How would that model relate to patch, minor, major release schemes we have right now. What you are proposing works for linux, where there is only one "branch" and they can effectively do the odd/even approach. But, what would it mean for PHP and our current versioning schema?

On 8-Dec-08, at 3:53 PM, Marcus Boerger wrote:

Hello Ilia,

given our current development model I completely agree. Thus I would like to change it as described earlier. I am convinced that only following the even=stable & odd=dev/testing model allows for longer maintenanance cycles
and fast development at the same time.

marcus

Monday, December 8, 2008, 8:11:03 PM, you wrote:


In my opinion a big change like droping something that was and still
used by many people are a "security measure", albeit a poor one is
something that can only be done in a major release.

On 8-Dec-08, at 10:47 AM, Johannes Schlüter wrote:

Hi,

let's take this to a new thread so it'S not hidden in other
discussions:

On Mon, 2008-12-08 at 16:06 +0100, Hannes Magnusson wrote:
I do not think it is necessary for 5.3. It is an alpha release after
all and seriously, anyone who plans to move to 5.3.0 and still
relies on magic quotes gpc is likely to have more issues as well.

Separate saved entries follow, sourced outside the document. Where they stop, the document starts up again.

use axum::{
    http::StatusCode,
    response::{IntoResponse, Response},
    Json,
};
use serde_json::json;
use thiserror::Error;
use tracing::{error, warn};

/// Application-level error taxonomy. Every failure is translated into one of
/// these kinds before it reaches the HTTP boundary; raw storage or gateway
/// errors are never surfaced verbatim to callers.
#[derive(Debug, Error)]
pub enum AppError {
    #[error("{0}")]
    Validation(String),

    #[error("{0}")]
    Conflict(String),

    #[error("{0}")]
    Unauthorized(String),

    #[error("{0}")]
    Forbidden(String),

    #[error("{0}")]
    NotFound(String),

    #[error("{0}")]
    InvalidOrExpiredToken(String),

    #[error("invalid or expired reset code")]
    InvalidOrExpiredCode,

    #[error("new password must be different from the current password")]
    SamePassword,

    #[error("too many requests, please try again later")]
    RateLimited,

    #[error("service temporarily unavailable")]
    UpstreamUnavailable,

    #[error(transparent)]
    Database(#[from] sqlx::Error),

    #[error(transparent)]
    Internal(#[from] anyhow::Error),
}

impl AppError {
    fn kind(&self) -> &'static str {
        match self {
            AppError::Validation(_) => "ValidationError",
            AppError::Conflict(_) => "Conflict",
            AppError::Unauthorized(_) => "Unauthorized",
            AppError::Forbidden(_) => "Forbidden",
            AppError::NotFound(_) => "NotFound",
            AppError::InvalidOrExpiredToken(_) => "InvalidOrExpiredToken",
            AppError::InvalidOrExpiredCode => "InvalidOrExpiredCode",
            AppError::SamePassword => "SamePassword",
            AppError::RateLimited => "RateLimited",
            AppError::UpstreamUnavailable => "UpstreamUnavailable",
            AppError::Database(_) => "DatabaseError",
            AppError::Internal(_) => "Internal",
        }
    }
}

impl IntoResponse for AppError {
    fn into_response(self) -> Response {
        let (status, kind, message) = match &self {
            AppError::Validation(m) => (StatusCode::BAD_REQUEST, self.kind(), m.clone()),
            AppError::Conflict(m) => (StatusCode::CONFLICT, self.kind(), m.clone()),
            AppError::Unauthorized(m) => (StatusCode::UNAUTHORIZED, self.kind(), m.clone()),
            AppError::Forbidden(m) => (StatusCode::FORBIDDEN, self.kind(), m.clone()),
            AppError::NotFound(m) => (StatusCode::NOT_FOUND, self.kind(), m.clone()),
            AppError::InvalidOrExpiredToken(m) => (StatusCode::BAD_REQUEST, self.kind(), m.clone()),
            AppError::InvalidOrExpiredCode | AppError::SamePassword => {
                (StatusCode::BAD_REQUEST, self.kind(), self.to_string())
            }
            AppError::RateLimited => (StatusCode::TOO_MANY_REQUESTS, self.kind(), self.to_string()),
            AppError::UpstreamUnavailable => {
                (StatusCode::SERVICE_UNAVAILABLE, self.kind(), self.to_string())
            }
            AppError::Database(e) => {
                // Unique-constraint violations are a client-correctable conflict.
                if let Some(db_err) = e.as_database_error() {
                    if db_err.is_unique_violation() {
                        (
                            StatusCode::CONFLICT,
                            "DuplicateKeyError",
                            "a resource with these values already exists".to_string(),
                        )
                    } else {
                        (
                            StatusCode::INTERNAL_SERVER_ERROR,
                            self.kind(),
                            "database error".to_string(),
                        )
                    }
                } else {
                    (
                        StatusCode::INTERNAL_SERVER_ERROR,
                        self.kind(),
                        "database error".to_string(),
                    )
                }
            }
            AppError::Internal(_) => (
                StatusCode::INTERNAL_SERVER_ERROR,
                self.kind(),
                "an internal error occurred".to_string(),
            ),
        };

        if status.is_server_error() {
            error!(error = %self, %status, "request failed");
        } else {
            warn!(error = %self, %status, "request rejected");
        }

        let body = Json(json!({
            "success": false,
            "error": {
                "type": kind,
                "message": message,
            },
        }));

        (status, body).into_response()
    }
}

#[cfg(test)]
mod tests {
    use super::*;

    #[test]
    fn client_errors_keep_their_message() {
        let res = AppError::Conflict("email already registered".into()).into_response();
        assert_eq!(res.status(), StatusCode::CONFLICT);
    }

    #[test]
    fn internal_errors_are_sanitized() {
        let res = AppError::Internal(anyhow::anyhow!("secret detail")).into_response();
        assert_eq!(res.status(), StatusCode::INTERNAL_SERVER_ERROR);
    }

    #[test]
    fn invalid_and_expired_codes_share_one_kind() {
        // Wrong code and expired code must be indistinguishable to the caller.
        let a = AppError::InvalidOrExpiredCode;
        let b = AppError::InvalidOrExpiredCode;
        assert_eq!(a.kind(), b.kind());
        assert_eq!(a.to_string(), b.to_string());
    }

    #[test]
    fn unauthorized_maps_to_401() {
        let res = AppError::Unauthorized("invalid email or password".into()).into_response();
        assert_eq!(res.status(), StatusCode::UNAUTHORIZED);
    }

    #[test]
    fn rate_limited_maps_to_429() {
        let res = AppError::RateLimited.into_response();
        assert_eq!(res.status(), StatusCode::TOO_MANY_REQUESTS);
    }
}
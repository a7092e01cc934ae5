use std::time::{Duration, Instant};

use axum::{extract::Request, extract::State, middleware::Next, response::Response};

use crate::{error::AppError, state::AppState};

/// Fixed-window request counter per client.
#[derive(Debug, Clone)]
pub struct RateLimitEntry {
    requests: u64,
    window_start: Instant,
}

/// Fixed-window rate limiter keyed by client IP. Settings come from
/// process configuration; exceeding the window yields `RateLimited`.
pub async fn rate_limit(
    State(state): State<AppState>,
    request: Request,
    next: Next,
) -> Result<Response, AppError> {
    let client_ip = request
        .headers()
        .get("x-real-ip")
        .or_else(|| request.headers().get("x-forwarded-for"))
        .and_then(|h| h.to_str().ok())
        .unwrap_or("unknown")
        .to_string();

    let max_requests = state.config.rate_limit.max_requests;
    let window = Duration::from_secs(state.config.rate_limit.window_secs);

    let mut entry = state
        .rate_limits
        .entry(client_ip)
        .or_insert_with(|| RateLimitEntry {
            requests: 0,
            window_start: Instant::now(),
        });

    if entry.window_start.elapsed() > window {
        entry.requests = 0;
        entry.window_start = Instant::now();
    }

    entry.requests += 1;
    if entry.requests > max_requests {
        return Err(AppError::RateLimited);
    }
    drop(entry);

    Ok(next.run(request).await)
}

#[cfg(test)]
mod tests {
    use super::*;

    #[test]
    fn window_resets_after_expiry() {
        let mut entry = RateLimitEntry {
            requests: 10,
            window_start: Instant::now() - Duration::from_secs(120),
        };
        let window = Duration::from_secs(60);
        if entry.window_start.elapsed() > window {
            entry.requests = 0;
            entry.window_start = Instant::now();
        }
        assert_eq!(entry.requests, 0);
    }
}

Time to turn it off by default then?

Getting rid of magic_quotes would be really nice but has a very big
"BUT".

Many things (I won't call it "applications" or something...) out there are accidentially more or less safe due to magic_quotes. Many of these
things were written by people with, at most, basic understanding of
the
what they are doing and now are running at some random hosting company
on a $9.99/year (no idea what today's prices are)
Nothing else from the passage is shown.